→ Extracted material:

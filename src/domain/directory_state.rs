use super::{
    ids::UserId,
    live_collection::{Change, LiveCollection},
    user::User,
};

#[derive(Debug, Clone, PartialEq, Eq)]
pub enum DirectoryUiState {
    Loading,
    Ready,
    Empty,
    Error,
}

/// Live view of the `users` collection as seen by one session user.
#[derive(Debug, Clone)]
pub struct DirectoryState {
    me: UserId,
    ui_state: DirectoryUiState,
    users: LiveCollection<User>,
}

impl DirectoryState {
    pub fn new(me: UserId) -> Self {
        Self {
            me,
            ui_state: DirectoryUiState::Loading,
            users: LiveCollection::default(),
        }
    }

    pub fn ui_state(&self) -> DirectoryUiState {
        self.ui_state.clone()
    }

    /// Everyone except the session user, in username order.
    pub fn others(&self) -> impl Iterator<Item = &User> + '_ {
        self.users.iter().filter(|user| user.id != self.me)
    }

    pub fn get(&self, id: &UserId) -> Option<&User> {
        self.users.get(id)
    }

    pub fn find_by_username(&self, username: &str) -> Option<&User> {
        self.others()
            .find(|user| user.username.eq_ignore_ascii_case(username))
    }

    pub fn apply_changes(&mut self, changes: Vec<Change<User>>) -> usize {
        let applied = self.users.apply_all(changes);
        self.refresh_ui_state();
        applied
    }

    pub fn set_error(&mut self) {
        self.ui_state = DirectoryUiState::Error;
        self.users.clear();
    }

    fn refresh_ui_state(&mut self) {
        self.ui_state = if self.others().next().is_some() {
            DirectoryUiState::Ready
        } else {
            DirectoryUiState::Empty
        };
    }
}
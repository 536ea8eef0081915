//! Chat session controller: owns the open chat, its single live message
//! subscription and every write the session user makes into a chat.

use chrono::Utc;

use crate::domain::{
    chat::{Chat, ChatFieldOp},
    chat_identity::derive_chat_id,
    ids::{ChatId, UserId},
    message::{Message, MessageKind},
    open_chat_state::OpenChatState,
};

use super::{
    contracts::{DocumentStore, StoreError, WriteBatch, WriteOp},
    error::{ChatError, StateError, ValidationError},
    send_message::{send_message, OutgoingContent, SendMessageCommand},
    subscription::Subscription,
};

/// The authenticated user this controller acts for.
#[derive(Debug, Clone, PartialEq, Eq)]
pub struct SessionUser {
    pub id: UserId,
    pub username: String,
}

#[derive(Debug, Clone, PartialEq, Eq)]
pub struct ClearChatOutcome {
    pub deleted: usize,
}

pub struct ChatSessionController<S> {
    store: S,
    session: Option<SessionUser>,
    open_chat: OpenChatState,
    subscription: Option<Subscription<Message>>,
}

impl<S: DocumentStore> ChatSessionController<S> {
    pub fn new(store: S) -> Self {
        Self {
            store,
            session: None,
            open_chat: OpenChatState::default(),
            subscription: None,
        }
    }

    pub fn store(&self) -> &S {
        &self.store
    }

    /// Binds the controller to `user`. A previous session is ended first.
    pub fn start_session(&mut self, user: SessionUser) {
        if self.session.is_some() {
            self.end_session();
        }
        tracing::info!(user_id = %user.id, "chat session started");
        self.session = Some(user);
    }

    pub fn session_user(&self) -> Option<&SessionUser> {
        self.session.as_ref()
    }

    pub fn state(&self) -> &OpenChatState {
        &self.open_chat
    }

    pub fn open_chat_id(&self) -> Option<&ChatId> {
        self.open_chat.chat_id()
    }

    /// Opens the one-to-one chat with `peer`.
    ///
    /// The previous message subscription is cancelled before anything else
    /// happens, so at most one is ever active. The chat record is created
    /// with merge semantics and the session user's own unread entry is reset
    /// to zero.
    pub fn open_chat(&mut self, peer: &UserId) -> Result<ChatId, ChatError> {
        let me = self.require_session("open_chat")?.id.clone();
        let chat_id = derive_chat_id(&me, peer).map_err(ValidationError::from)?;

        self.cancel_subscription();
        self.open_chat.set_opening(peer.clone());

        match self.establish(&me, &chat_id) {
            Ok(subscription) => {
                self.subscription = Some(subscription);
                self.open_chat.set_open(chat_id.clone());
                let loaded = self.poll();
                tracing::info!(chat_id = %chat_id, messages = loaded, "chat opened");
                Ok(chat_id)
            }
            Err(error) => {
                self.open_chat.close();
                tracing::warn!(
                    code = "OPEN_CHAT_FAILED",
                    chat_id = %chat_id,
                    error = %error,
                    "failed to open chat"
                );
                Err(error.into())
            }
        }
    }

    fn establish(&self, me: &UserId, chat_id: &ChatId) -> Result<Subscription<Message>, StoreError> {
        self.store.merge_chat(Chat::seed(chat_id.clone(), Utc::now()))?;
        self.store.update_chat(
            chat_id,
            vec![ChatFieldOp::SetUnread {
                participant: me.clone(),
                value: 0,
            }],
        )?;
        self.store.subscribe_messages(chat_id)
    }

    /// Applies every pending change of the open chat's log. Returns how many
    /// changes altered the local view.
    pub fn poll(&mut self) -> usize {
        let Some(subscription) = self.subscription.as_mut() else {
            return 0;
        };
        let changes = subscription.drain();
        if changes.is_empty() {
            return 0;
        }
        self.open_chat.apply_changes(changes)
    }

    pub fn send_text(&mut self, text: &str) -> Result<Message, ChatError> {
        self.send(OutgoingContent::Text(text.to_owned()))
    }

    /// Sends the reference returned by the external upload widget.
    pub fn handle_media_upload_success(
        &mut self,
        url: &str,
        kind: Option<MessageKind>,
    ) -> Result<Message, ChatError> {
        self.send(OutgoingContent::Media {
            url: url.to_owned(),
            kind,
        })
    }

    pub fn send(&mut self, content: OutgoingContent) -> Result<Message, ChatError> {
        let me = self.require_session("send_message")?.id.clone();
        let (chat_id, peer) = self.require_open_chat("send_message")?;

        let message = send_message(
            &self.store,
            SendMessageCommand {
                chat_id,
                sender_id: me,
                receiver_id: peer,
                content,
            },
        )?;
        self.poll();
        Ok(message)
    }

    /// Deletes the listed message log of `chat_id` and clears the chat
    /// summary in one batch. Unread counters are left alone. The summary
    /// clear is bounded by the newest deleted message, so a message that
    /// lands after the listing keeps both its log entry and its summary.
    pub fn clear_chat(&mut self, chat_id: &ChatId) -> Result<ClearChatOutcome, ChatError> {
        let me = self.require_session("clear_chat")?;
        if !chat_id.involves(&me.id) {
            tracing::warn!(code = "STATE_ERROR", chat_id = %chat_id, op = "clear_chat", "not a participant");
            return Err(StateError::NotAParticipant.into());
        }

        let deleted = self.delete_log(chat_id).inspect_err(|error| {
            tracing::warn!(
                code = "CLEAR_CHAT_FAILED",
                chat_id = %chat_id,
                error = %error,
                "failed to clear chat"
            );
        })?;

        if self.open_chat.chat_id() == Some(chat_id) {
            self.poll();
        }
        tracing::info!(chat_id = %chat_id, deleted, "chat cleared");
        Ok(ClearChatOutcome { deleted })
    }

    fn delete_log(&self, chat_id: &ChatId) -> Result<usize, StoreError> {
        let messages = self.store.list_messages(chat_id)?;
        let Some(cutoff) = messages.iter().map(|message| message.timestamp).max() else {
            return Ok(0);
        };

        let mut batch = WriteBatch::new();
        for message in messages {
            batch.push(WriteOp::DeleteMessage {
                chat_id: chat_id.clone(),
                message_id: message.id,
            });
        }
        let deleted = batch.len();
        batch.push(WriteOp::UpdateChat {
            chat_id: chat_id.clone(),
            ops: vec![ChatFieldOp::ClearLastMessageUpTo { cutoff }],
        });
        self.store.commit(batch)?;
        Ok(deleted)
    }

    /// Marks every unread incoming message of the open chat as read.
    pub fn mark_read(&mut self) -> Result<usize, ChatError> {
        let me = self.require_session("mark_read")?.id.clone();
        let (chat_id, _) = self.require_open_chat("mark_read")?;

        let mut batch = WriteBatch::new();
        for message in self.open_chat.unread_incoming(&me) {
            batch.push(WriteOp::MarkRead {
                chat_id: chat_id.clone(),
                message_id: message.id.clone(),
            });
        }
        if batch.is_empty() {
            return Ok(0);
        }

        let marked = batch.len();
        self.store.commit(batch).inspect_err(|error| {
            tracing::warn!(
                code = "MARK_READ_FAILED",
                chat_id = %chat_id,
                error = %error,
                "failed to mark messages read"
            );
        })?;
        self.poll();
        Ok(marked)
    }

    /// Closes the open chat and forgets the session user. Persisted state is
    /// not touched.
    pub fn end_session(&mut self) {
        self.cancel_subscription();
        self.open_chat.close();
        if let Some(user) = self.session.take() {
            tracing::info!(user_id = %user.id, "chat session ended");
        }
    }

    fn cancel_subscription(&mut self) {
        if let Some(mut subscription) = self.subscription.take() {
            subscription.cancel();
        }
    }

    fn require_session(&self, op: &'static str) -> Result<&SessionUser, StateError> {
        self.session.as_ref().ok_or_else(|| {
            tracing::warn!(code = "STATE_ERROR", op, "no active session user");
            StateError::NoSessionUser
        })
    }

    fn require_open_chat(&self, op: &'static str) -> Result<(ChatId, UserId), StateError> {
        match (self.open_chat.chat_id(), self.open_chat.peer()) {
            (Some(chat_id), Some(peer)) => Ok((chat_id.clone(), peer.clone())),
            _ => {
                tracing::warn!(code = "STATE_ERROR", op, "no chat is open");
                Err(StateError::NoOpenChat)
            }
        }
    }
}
* * *
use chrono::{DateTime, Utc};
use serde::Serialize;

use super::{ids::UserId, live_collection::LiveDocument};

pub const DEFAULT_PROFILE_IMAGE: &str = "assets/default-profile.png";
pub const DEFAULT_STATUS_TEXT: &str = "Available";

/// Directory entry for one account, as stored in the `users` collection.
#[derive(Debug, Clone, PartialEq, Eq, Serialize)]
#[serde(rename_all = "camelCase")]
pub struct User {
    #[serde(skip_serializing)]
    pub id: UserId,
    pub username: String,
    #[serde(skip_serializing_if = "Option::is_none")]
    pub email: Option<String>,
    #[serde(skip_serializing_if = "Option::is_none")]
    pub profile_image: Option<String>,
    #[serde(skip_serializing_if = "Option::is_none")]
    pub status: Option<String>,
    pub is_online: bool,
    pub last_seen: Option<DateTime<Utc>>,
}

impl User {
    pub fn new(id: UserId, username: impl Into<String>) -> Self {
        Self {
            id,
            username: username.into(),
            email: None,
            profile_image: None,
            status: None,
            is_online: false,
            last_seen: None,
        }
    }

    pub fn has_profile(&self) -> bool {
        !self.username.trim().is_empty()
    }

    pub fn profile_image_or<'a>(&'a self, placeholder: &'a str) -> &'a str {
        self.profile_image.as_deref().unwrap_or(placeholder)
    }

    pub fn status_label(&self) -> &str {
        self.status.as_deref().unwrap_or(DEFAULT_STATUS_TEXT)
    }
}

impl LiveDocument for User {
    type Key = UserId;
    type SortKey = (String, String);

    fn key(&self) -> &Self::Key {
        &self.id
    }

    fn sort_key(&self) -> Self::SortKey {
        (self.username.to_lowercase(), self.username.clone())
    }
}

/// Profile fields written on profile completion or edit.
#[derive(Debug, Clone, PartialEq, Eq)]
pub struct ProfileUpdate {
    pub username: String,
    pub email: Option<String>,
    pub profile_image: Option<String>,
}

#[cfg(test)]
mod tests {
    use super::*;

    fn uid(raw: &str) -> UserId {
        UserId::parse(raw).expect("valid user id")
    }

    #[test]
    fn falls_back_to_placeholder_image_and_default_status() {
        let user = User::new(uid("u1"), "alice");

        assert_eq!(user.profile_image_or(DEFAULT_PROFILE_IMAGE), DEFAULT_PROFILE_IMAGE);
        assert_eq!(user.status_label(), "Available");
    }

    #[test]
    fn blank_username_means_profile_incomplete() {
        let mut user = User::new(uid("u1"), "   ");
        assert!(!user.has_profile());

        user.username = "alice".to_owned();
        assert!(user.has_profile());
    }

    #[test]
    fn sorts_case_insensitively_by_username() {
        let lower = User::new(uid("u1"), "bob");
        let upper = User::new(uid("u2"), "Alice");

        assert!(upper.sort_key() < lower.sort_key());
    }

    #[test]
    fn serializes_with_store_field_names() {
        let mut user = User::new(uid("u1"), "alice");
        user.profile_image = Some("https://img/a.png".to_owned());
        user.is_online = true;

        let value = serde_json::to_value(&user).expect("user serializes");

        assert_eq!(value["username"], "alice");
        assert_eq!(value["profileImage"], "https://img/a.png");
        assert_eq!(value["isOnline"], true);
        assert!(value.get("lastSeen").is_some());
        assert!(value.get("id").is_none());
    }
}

→ Task:
Go line by line through the material and count the lines holding the word "tracing". State only the total.

→ Output below:
10